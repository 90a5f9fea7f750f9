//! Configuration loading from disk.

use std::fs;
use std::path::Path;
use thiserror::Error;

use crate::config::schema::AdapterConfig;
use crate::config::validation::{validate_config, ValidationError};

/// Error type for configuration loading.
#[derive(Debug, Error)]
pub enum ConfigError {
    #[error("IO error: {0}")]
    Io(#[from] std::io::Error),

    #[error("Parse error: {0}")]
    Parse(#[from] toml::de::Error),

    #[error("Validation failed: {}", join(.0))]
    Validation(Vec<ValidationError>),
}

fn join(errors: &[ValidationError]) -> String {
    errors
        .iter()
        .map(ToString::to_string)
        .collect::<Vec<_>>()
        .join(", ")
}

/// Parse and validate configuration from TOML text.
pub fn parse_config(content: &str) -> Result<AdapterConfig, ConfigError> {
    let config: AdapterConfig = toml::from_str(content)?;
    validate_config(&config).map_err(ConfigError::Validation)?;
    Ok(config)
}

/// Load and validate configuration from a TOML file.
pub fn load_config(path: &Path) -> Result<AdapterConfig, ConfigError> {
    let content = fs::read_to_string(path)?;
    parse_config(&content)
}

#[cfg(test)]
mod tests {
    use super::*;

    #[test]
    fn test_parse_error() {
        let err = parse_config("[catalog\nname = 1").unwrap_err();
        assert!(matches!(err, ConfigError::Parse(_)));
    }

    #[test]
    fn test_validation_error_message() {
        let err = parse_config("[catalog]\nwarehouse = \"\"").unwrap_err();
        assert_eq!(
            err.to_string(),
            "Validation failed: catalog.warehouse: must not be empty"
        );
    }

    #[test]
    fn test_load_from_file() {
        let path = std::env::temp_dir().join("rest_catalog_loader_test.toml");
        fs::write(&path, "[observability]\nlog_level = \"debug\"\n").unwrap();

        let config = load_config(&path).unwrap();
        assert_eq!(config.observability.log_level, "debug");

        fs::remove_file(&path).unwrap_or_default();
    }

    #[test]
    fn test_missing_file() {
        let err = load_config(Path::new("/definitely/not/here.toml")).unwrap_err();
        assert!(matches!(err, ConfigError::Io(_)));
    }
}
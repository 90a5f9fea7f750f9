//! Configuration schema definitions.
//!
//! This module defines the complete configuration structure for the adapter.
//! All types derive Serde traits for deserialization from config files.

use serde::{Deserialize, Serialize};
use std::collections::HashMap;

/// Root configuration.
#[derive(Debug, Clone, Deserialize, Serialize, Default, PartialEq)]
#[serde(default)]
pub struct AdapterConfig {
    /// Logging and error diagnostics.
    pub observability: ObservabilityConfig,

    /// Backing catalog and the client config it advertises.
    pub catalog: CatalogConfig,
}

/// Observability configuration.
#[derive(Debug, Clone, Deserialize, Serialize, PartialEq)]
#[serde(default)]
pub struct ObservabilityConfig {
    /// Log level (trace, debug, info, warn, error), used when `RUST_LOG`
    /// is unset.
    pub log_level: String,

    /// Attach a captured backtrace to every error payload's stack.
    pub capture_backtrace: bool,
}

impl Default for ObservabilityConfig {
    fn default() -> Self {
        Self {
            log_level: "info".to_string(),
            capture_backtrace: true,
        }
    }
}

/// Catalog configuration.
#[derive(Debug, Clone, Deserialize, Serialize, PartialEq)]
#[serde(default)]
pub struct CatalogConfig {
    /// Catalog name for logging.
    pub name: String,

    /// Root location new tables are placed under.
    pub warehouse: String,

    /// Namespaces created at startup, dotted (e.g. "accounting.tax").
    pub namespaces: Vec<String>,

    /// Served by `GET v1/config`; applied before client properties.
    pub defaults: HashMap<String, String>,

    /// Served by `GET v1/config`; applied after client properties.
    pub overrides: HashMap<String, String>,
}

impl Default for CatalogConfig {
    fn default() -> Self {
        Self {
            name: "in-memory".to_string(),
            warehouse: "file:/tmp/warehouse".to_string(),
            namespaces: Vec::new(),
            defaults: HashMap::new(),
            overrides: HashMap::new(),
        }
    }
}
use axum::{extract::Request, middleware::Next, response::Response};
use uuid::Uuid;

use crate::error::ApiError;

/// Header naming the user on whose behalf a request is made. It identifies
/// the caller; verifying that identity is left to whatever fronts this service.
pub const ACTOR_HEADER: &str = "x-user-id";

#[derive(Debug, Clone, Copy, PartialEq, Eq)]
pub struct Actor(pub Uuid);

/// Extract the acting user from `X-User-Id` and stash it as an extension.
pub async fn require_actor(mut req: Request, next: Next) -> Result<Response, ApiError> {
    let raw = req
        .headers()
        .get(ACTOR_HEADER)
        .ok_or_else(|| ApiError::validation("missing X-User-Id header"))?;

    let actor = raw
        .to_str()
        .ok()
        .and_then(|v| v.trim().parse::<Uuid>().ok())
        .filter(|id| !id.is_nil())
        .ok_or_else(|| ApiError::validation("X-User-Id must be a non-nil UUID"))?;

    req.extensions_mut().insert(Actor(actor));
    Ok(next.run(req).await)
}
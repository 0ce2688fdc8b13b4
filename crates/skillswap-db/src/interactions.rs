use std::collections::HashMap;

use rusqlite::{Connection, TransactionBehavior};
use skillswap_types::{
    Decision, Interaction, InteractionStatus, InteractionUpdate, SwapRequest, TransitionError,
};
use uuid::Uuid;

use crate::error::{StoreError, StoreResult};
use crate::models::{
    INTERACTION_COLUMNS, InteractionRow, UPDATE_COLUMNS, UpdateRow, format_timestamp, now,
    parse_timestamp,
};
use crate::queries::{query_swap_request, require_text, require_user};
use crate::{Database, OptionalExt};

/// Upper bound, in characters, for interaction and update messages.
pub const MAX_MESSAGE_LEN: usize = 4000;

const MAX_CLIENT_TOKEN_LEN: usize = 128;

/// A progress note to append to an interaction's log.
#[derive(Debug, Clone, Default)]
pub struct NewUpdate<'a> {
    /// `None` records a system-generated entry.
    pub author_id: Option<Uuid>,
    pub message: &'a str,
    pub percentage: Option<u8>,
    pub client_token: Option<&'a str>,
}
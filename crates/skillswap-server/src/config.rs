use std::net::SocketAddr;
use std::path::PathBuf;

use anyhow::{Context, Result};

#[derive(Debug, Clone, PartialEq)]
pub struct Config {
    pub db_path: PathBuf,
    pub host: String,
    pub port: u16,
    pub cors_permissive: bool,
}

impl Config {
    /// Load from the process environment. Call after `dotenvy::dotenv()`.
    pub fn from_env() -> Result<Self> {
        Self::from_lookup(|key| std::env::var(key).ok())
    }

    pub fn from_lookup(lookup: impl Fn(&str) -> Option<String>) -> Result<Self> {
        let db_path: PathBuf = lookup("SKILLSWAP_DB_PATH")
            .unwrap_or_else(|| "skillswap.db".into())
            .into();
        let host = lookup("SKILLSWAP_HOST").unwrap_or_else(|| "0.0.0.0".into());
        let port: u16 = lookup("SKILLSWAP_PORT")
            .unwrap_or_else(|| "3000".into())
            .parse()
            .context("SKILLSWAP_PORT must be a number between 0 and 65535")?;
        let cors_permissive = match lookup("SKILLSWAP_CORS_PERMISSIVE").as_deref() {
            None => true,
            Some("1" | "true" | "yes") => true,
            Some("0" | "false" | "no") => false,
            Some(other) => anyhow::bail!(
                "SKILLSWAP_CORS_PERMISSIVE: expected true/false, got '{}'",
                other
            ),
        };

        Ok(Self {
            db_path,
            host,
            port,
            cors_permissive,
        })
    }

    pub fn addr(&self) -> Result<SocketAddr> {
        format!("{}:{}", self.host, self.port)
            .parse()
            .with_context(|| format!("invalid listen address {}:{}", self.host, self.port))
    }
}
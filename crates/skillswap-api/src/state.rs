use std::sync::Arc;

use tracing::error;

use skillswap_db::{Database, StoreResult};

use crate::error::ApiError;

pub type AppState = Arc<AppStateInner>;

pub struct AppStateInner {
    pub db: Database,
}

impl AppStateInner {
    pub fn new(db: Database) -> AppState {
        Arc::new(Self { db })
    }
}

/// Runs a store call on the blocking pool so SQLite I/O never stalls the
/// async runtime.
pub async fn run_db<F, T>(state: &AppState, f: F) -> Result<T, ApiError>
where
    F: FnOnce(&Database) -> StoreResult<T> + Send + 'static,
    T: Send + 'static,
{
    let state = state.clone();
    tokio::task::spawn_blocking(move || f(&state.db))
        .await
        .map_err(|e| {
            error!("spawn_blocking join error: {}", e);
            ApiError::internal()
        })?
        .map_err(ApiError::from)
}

# # # # # # #

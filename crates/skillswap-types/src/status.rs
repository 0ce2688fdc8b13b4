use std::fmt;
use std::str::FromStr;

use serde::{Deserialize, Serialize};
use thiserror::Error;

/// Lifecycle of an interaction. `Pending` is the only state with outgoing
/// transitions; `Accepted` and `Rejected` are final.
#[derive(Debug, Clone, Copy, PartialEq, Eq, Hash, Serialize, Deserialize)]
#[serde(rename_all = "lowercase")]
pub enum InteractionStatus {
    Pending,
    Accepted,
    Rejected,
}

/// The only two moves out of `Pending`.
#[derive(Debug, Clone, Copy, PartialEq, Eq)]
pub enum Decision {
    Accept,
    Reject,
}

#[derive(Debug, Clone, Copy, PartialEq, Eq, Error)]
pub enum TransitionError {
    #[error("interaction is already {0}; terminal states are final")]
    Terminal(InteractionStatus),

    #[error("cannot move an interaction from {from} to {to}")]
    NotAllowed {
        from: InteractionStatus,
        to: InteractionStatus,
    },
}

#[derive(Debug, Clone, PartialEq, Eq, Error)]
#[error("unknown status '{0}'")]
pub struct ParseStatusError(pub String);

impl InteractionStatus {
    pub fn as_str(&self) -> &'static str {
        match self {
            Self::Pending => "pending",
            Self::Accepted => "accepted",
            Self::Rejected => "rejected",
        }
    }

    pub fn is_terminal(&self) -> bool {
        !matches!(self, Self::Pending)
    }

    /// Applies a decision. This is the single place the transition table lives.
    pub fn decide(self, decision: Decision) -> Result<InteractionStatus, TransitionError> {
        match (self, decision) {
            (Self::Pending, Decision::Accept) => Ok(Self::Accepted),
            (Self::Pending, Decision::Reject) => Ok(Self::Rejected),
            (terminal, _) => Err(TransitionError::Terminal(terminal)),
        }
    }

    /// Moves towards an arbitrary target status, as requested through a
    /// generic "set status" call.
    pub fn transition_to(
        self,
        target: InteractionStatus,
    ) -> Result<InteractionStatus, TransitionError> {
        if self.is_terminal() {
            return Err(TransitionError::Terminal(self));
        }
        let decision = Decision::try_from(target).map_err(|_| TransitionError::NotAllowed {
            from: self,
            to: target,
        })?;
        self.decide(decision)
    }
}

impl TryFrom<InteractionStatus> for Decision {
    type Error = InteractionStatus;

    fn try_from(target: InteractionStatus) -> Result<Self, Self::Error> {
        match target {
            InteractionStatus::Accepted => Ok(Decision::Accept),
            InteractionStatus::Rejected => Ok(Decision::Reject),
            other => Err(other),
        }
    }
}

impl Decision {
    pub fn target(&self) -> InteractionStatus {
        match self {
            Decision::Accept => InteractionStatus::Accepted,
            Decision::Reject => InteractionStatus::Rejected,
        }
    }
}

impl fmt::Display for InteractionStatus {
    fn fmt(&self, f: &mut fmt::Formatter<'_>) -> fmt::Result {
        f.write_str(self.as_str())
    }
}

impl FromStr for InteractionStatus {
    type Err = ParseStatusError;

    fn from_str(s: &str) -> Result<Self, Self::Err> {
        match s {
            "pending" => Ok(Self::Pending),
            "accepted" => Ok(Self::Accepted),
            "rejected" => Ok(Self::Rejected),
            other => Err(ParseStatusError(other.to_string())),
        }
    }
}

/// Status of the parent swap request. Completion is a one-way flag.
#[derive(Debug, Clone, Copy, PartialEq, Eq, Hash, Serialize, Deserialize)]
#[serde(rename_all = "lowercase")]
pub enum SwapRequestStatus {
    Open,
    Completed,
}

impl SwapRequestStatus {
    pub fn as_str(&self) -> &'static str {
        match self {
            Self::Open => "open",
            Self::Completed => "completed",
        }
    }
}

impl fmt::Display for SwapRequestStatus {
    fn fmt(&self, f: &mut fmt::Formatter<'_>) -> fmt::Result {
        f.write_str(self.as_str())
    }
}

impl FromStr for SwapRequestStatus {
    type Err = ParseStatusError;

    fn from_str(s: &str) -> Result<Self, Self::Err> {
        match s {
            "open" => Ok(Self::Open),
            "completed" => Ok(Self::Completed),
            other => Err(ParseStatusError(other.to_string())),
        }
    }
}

# # # # # # #

» Required action
Read the entries and pick out all lines that include the word "after".

» Expected answer
    /// Served by `GET v1/config`; applied after client properties.
    /// Load from the process environment. Call after `dotenvy::dotenv()`.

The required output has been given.